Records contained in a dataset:
----

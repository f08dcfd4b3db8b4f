//! Level rules and round configuration.
//!
//! - `LevelRules`: multiplier table and target score for one level
//! - `RoundConfig`: everything needed to start a round (level, dice, budget, seed)
//!
//! The level table is static data; scoring code never branches on the
//! level number directly.

use serde::{Deserialize, Serialize};

use super::die::DEFAULT_ROLL_BUDGET;

/// Highest level on the ladder.
pub const MAX_LEVEL: u32 = 6;

/// Number of dice in a round.
pub const DICE_PER_ROUND: usize = 4;

/// Face counts of the four dice, in rolling order.
pub const DEFAULT_FACES: [u32; DICE_PER_ROUND] = [4, 6, 8, 12];

/// Multipliers and target for one level.
#[derive(Clone, Copy, Debug, PartialEq, Eq, Serialize, Deserialize)]
pub struct LevelRules {
    /// Applied to each value of a pair (or any group of 2+ not covered by the triplet rule).
    pub pair_multiplier: u32,
    /// Applied to the sum of a 3-value straight. `1` disables straights.
    pub straight_multiplier: u32,
    /// Applied to each value of a triplet. `None` disables the rule.
    pub triplet_multiplier: Option<u32>,
    /// Effective score needed to pass.
    pub target_score: u32,
}

impl LevelRules {
    /// Rules used for levels outside the table.
    pub const FALLBACK: LevelRules = LevelRules::new(2, 1, None, 26);

    const TABLE: [LevelRules; MAX_LEVEL as usize] = [
        LevelRules::new(2, 1, None, 20),
        LevelRules::new(2, 3, None, 30),
        LevelRules::new(2, 3, Some(3), 40),
        LevelRules::new(4, 3, Some(3), 50),
        LevelRules::new(4, 5, Some(3), 60),
        LevelRules::new(4, 5, Some(4), 100),
    ];

    /// Create a rule set.
    #[must_use]
    pub const fn new(
        pair_multiplier: u32,
        straight_multiplier: u32,
        triplet_multiplier: Option<u32>,
        target_score: u32,
    ) -> Self {
        Self {
            pair_multiplier,
            straight_multiplier,
            triplet_multiplier,
            target_score,
        }
    }

    /// Look up the rules for a level, falling back for unknown levels.
    #[must_use]
    pub fn for_level(level: u32) -> Self {
        level
            .checked_sub(1)
            .and_then(|i| Self::TABLE.get(i as usize))
            .copied()
            .unwrap_or(Self::FALLBACK)
    }

    /// Whether straights can pay out at this level.
    #[must_use]
    pub fn straights_enabled(&self) -> bool {
        self.straight_multiplier > 1
    }
}

/// Configuration for a single round.
///
/// ```
/// use dice_ladder::core::RoundConfig;
///
/// let config = RoundConfig::new(3).with_roll_budget(4).with_seed(99);
/// assert_eq!(config.rules().target_score, 40);
/// ```
#[derive(Clone, Debug, PartialEq, Eq, Serialize, Deserialize)]
pub struct RoundConfig {
    /// Level being played (1-based).
    pub level: u32,

    /// Rolls each die allows.
    #[serde(default = "default_roll_budget")]
    pub roll_budget: u32,

    /// Face counts of the four dice, in rolling order.
    #[serde(default = "default_faces")]
    pub faces: [u32; DICE_PER_ROUND],

    /// RNG seed. `None` seeds from the OS.
    #[serde(default)]
    pub seed: Option<u64>,
}

fn default_roll_budget() -> u32 {
    DEFAULT_ROLL_BUDGET
}

fn default_faces() -> [u32; DICE_PER_ROUND] {
    DEFAULT_FACES
}

impl RoundConfig {
    /// Create a configuration for `level` with default dice.
    pub fn new(level: u32) -> Self {
        assert!(level >= 1, "Levels start at 1");

        Self {
            level,
            roll_budget: DEFAULT_ROLL_BUDGET,
            faces: DEFAULT_FACES,
            seed: None,
        }
    }

    /// Set the per-die roll budget.
    #[must_use]
    pub fn with_roll_budget(mut self, budget: u32) -> Self {
        self.roll_budget = budget;
        self
    }

    /// Set the face counts of the four dice.
    #[must_use]
    pub fn with_faces(mut self, faces: [u32; DICE_PER_ROUND]) -> Self {
        assert!(faces.iter().all(|&s| s >= 2), "Every die needs at least 2 sides");
        self.faces = faces;
        self
    }

    /// Fix the RNG seed for reproducible rounds.
    #[must_use]
    pub fn with_seed(mut self, seed: u64) -> Self {
        self.seed = Some(seed);
        self
    }

    /// Rules for the configured level.
    #[must_use]
    pub fn rules(&self) -> LevelRules {
        LevelRules::for_level(self.level)
    }
}

#[cfg(test)]
mod tests {
    use super::*;

    #[test]
    fn test_level_table() {
        let expected = [
            (1, 2, 1, None, 20),
            (2, 2, 3, None, 30),
            (3, 2, 3, Some(3), 40),
            (4, 4, 3, Some(3), 50),
            (5, 4, 5, Some(3), 60),
            (6, 4, 5, Some(4), 100),
        ];

        for (level, pair, straight, triplet, target) in expected {
            let rules = LevelRules::for_level(level);
            assert_eq!(rules.pair_multiplier, pair, "level {}", level);
            assert_eq!(rules.straight_multiplier, straight, "level {}", level);
            assert_eq!(rules.triplet_multiplier, triplet, "level {}", level);
            assert_eq!(rules.target_score, target, "level {}", level);
        }
    }

    #[test]
    fn test_unknown_levels_fall_back() {
        for level in [0, 7, 42, u32::MAX] {
            assert_eq!(LevelRules::for_level(level), LevelRules::FALLBACK);
        }
        assert_eq!(LevelRules::FALLBACK.target_score, 26);
        assert!(!LevelRules::FALLBACK.straights_enabled());
    }

    #[test]
    fn test_straights_enabled() {
        assert!(!LevelRules::for_level(1).straights_enabled());
        assert!(LevelRules::for_level(2).straights_enabled());
    }

    #[test]
    fn test_round_config_builder() {
        let config = RoundConfig::new(2)
            .with_roll_budget(3)
            .with_faces([6, 6, 6, 6])
            .with_seed(7);

        assert_eq!(config.level, 2);
        assert_eq!(config.roll_budget, 3);
        assert_eq!(config.faces, [6, 6, 6, 6]);
        assert_eq!(config.seed, Some(7));
        assert_eq!(config.rules().target_score, 30);
    }

    #[test]
    fn test_round_config_defaults_from_json() {
        let config: RoundConfig = serde_json::from_str(r#"{ "level": 4 }"#).unwrap();
        assert_eq!(config, RoundConfig::new(4));
        assert_eq!(config.faces, DEFAULT_FACES);
        assert_eq!(config.roll_budget, DEFAULT_ROLL_BUDGET);
    }

    #[test]
    #[should_panic(expected = "Levels start at 1")]
    fn test_level_zero_rejected() {
        RoundConfig::new(0);
    }
}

----

- Task statement -
A bare number is expected: how many lines above contain the word "four"?

- Solved exercise -
3